Wednesday, December 7, 2011

Angel Pagan Trade Analysis

The winter meetings sure haven't been dull, there have been streams of rumors flying around and last night some big news regarding the Giants came out. The Giants and the Mets have for the second time in the last few months come to terms on a trade. The Mets send the Giants Angel Pagan in exchange for Andres Torres and Ramon Ramirez.

This one isn't quite the blockbuster that sent Carlos Beltran to the Giants in exchange for top prospect Zack Wheeler but it is still a pretty big move so lets take a look.

Pagan's value:

Angel Pagan has followed a similar career path to Torres except that he has done it while he was a few years younger. They play similar styles of baseball and they both are coming off down years with some question marks.

Pagan has a decent track record of success as a hitter posting wRC+ of 99, 120, 113 and 99 since 2008. He is a solid base runner with a good stolen base success rate for his career (78.5%) and rates well in the fangraphs base running metric being worth 6.7 runs for his career. The question mark around him is his defense, in 2010 UZR loved him and in 2011 UZR hated him.

That right there is one of the big drawbacks of the defensive metrics that we have, there is so much variation year to year it is hard to get an accurate gauge of what his true talent level is. If we take a look at the fans scouting reports done by Tom Tango we can get a decent idea of what his strengths and weaknesses are.

This is what I got looking at the last 3 seasons: he has excellent speed that is heightened with his good routes to the ball, he has good natural instincts and a good first step. His hands have been rated from good to poor so I guess we can split the difference and say average and maybe leaning towards below average because poor happened more recently. His biggest weakness is his arm which has rated below average consistently over the last few seasons but really took a hit last year.

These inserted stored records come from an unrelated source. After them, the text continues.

//! Recursive structural merge.
//!
//! Objects merge key by key, arrays follow [`ArrayMerge`], and any other
//! pairing (including an `Invalid` on either side) lets the overlay win.

use log::trace;
use serde::Deserialize;

use crate::value::Value;

/// How two arrays at the same position combine.
#[derive(Debug, Clone, Copy, Default, PartialEq, Eq, Deserialize)]
#[serde(rename_all = "snake_case")]
pub enum ArrayMerge {
    /// Overlay elements are appended after the base elements.
    #[default]
    Concatenate,
    /// Overlay element `i` replaces base element `i`; extra overlay elements
    /// are appended.
    ReplaceByIndex,
}

#[derive(Debug, Clone, Copy, Default, PartialEq, Eq, Deserialize)]
#[serde(default)]
pub struct MergePolicy {
    pub arrays: ArrayMerge,
}

impl MergePolicy {
    pub fn with_arrays(mut self, arrays: ArrayMerge) -> Self {
        self.arrays = arrays;
        self
    }
}

impl Value {
    pub fn merge(&self, overlay: &Value) -> Value {
        self.merge_with_policy(overlay, MergePolicy::default())
    }

    pub fn merge_with_policy(&self, overlay: &Value, policy: MergePolicy) -> Value {
        let mut merged = self.clone();
        merged.merge_from_with_policy(overlay.clone(), policy);
        merged
    }

    /// In-place [`merge`](Self::merge).
    pub fn merge_from(&mut self, overlay: Value) {
        self.merge_from_with_policy(overlay, MergePolicy::default());
    }

    pub fn merge_from_with_policy(&mut self, overlay: Value, policy: MergePolicy) {
        merge_into(self, overlay, policy);
    }
}

fn merge_into(base: &mut Value, overlay: Value, policy: MergePolicy) {
    match (base, overlay) {
        (Value::Object(base), Value::Object(overlay)) => {
            for (key, value) in overlay {
                match base.get_mut(&key) {
                    Some(existing) => merge_into(existing, value, policy),
                    None => {
                        base.insert(key, value);
                    }
                }
            }
        }
        (Value::Array(base), Value::Array(overlay)) => match policy.arrays {
            ArrayMerge::Concatenate => base.extend(overlay),
            ArrayMerge::ReplaceByIndex => {
                for (index, value) in overlay.into_iter().enumerate() {
                    match base.get_mut(index) {
                        Some(slot) => *slot = value,
                        None => base.push(value),
                    }
                }
            }
        },
        (base, overlay) => {
            if base.json_type() != overlay.json_type() {
                trace!(
                    "merge: {} replaced by {}",
                    base.json_type(),
                    overlay.json_type()
                );
            }
            *base = overlay;
        }
    }
}
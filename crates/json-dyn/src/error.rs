//! Error types shared by the lenient and strict APIs.
//!
//! A [`JsonError`] is what an [`Invalid`](crate::Value::Invalid) value carries
//! and what every strict operation returns.

use thiserror::Error;

use crate::value::JsonType;

/// Fieldless classification of a [`JsonError`].
#[derive(Debug, Clone, Copy, PartialEq, Eq, Hash)]
pub enum ErrorKind {
    NotExist,
    IndexOutOfBounds,
    WrongType,
    ParseFailure,
    UnsupportedType,
    TypeMismatch,
}

impl ErrorKind {
    pub fn as_str(&self) -> &'static str {
        match self {
            ErrorKind::NotExist => "not_exist",
            ErrorKind::IndexOutOfBounds => "index_out_of_bounds",
            ErrorKind::WrongType => "wrong_type",
            ErrorKind::ParseFailure => "parse_failure",
            ErrorKind::UnsupportedType => "unsupported_type",
            ErrorKind::TypeMismatch => "type_mismatch",
        }
    }
}

#[derive(Debug, Error, Clone, PartialEq, Eq)]
pub enum JsonError {
    #[error("key {0:?} does not exist")]
    NotExist(String),
    #[error("index {index} is out of bounds for array of length {len}")]
    IndexOutOfBounds { index: usize, len: usize },
    #[error("cannot {op} on {found}")]
    WrongType { op: &'static str, found: JsonType },
    #[error("parse failure: {0}")]
    ParseFailure(String),
    #[error("unsupported type: {0}")]
    UnsupportedType(String),
    #[error("type mismatch: expected {expected}, found {found}")]
    TypeMismatch {
        expected: &'static str,
        found: JsonType,
    },
}

impl JsonError {
    pub fn kind(&self) -> ErrorKind {
        match self {
            JsonError::NotExist(_) => ErrorKind::NotExist,
            JsonError::IndexOutOfBounds { .. } => ErrorKind::IndexOutOfBounds,
            JsonError::WrongType { .. } => ErrorKind::WrongType,
            JsonError::ParseFailure(_) => ErrorKind::ParseFailure,
            JsonError::UnsupportedType(_) => ErrorKind::UnsupportedType,
            JsonError::TypeMismatch { .. } => ErrorKind::TypeMismatch,
        }
    }
}

/// Failure of the serialize boundary.
#[derive(Debug, Error)]
pub enum SerializeError {
    #[error("cannot serialize invalid value: {0}")]
    InvalidValue(JsonError),
    #[error("encode error: {0}")]
    Encode(#[from] serde_json::Error),
}
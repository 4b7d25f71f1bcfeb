pub const DISPLAY_WIDTH: usize = 64;
pub const DISPLAY_HEIGHT: usize = 32;

/// 64x32 monochrome framebuffer, row-major, one bool per pixel.
///
/// Only the interpreter mutates it; renderers get a shared reference.
#[derive(Clone, PartialEq, Eq)]
pub struct Framebuffer {
    pixels: [bool; DISPLAY_WIDTH * DISPLAY_HEIGHT],
}

impl Framebuffer {
    pub fn new() -> Self {
        Framebuffer {
            pixels: [false; DISPLAY_WIDTH * DISPLAY_HEIGHT],
        }
    }

    pub fn width(&self) -> usize {
        DISPLAY_WIDTH
    }

    pub fn height(&self) -> usize {
        DISPLAY_HEIGHT
    }

    /// is the pixel at (x, y) lit? out of range coordinates are always dark
    pub fn get(&self, x: usize, y: usize) -> bool {
        x < DISPLAY_WIDTH && y < DISPLAY_HEIGHT && self.pixels[y * DISPLAY_WIDTH + x]
    }

    pub fn pixels(&self) -> &[bool] {
        &self.pixels
    }

    /// coordinates of every lit pixel, row by row
    pub fn lit(&self) -> impl Iterator<Item = (usize, usize)> + '_ {
        self.pixels
            .iter()
            .enumerate()
            .filter(|(_, on)| **on)
            .map(|(i, _)| (i % DISPLAY_WIDTH, i / DISPLAY_WIDTH))
    }

    pub(crate) fn clear(&mut self) {
        self.pixels = [false; DISPLAY_WIDTH * DISPLAY_HEIGHT];
    }

    /// XOR one sprite bit into the cell at (x, y), returning true when a lit
    /// pixel was switched off. caller keeps (x, y) on screen
    pub(crate) fn toggle(&mut self, x: usize, y: usize, bit: bool) -> bool {
        let cell = &mut self.pixels[y * DISPLAY_WIDTH + x];
        let collided = bit && *cell;
        *cell ^= bit;
        collided
    }
}

impl Default for Framebuffer {
    fn default() -> Self {
        Self::new()
    }
}

impl std::fmt::Debug for Framebuffer {
    /// one text line per row, `#` for lit pixels
    fn fmt(&self, f: &mut std::fmt::Formatter<'_>) -> std::fmt::Result {
        for row in self.pixels.chunks(DISPLAY_WIDTH) {
            let line: String = row.iter().map(|p| if *p { '#' } else { '.' }).collect();
            writeln!(f, "{}", line)?;
        }
        Ok(())
    }
}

The drop in his arm ratings could be associated with his oblique and back spasm injuries last year but that is really just speculation because I haven't seen anything linking it to it.

Overall I think that there is a good chance that with a full season of playing time that he could be worth as much as 3.5 wins above replacement with a decent offensive year and a bounce back in his defense. If he is used as a 4th outfielder that number will go down with less playing time but I would say it is a good chance that he is an above average player.

What they gave up:

The Giants gave up a Andres Torres and Ramon Ramirez. It didn't look like Torres was coming back and while Ramirez is a valuable pitcher getting someone to replace him shouldn't be too difficult or costly as he was just the 3rd or 4th right handed option in the Giants bullpen.

Torres was not likely to come back to the Giants and even if he were it would have been in a reserve role as a 4th outfielder. If he played full time he had a good chance of being a 3 wins above replacement type of player but with the Giants he was destined to be a part time player.

As for Ramirez, he was a valuable cog in the bullpen but he was 3rd or 4th in line depending on how Casilla's control was doing. That meant he was pitching in lower leverage spots and so even if the guy that replaces him isn't as good he shouldn't see too many innings that are do or die. The likely replacements look to be Guillermo Mota, Heath Hembree or some over scrap heap kind of guy.

Overall the talent given up is probably a match with each team getting something that they want.


On paper this isn't a bad move at all. When you take a step back and look at the bigger picture it is more murky.

What does this do to Brandon Belt's playing time? (John Shea tweeted that the Giants are still leaning towards him at 1B with Huff going into the out field rotation)

Where will he play and where will he bat?

How much playing time and what will his role be?

Does this fit the bill for Beltran as getting a true lead off hitter? (probably doesn't matter because the team won't spend the money)

Once these questions are answered and the other pieces fall into place the picture will be more clear. At the very least the Giants made a lateral move that neither hurt nor helped the team and the rest depends on how they divvy up playing time which was always going to be a wild card.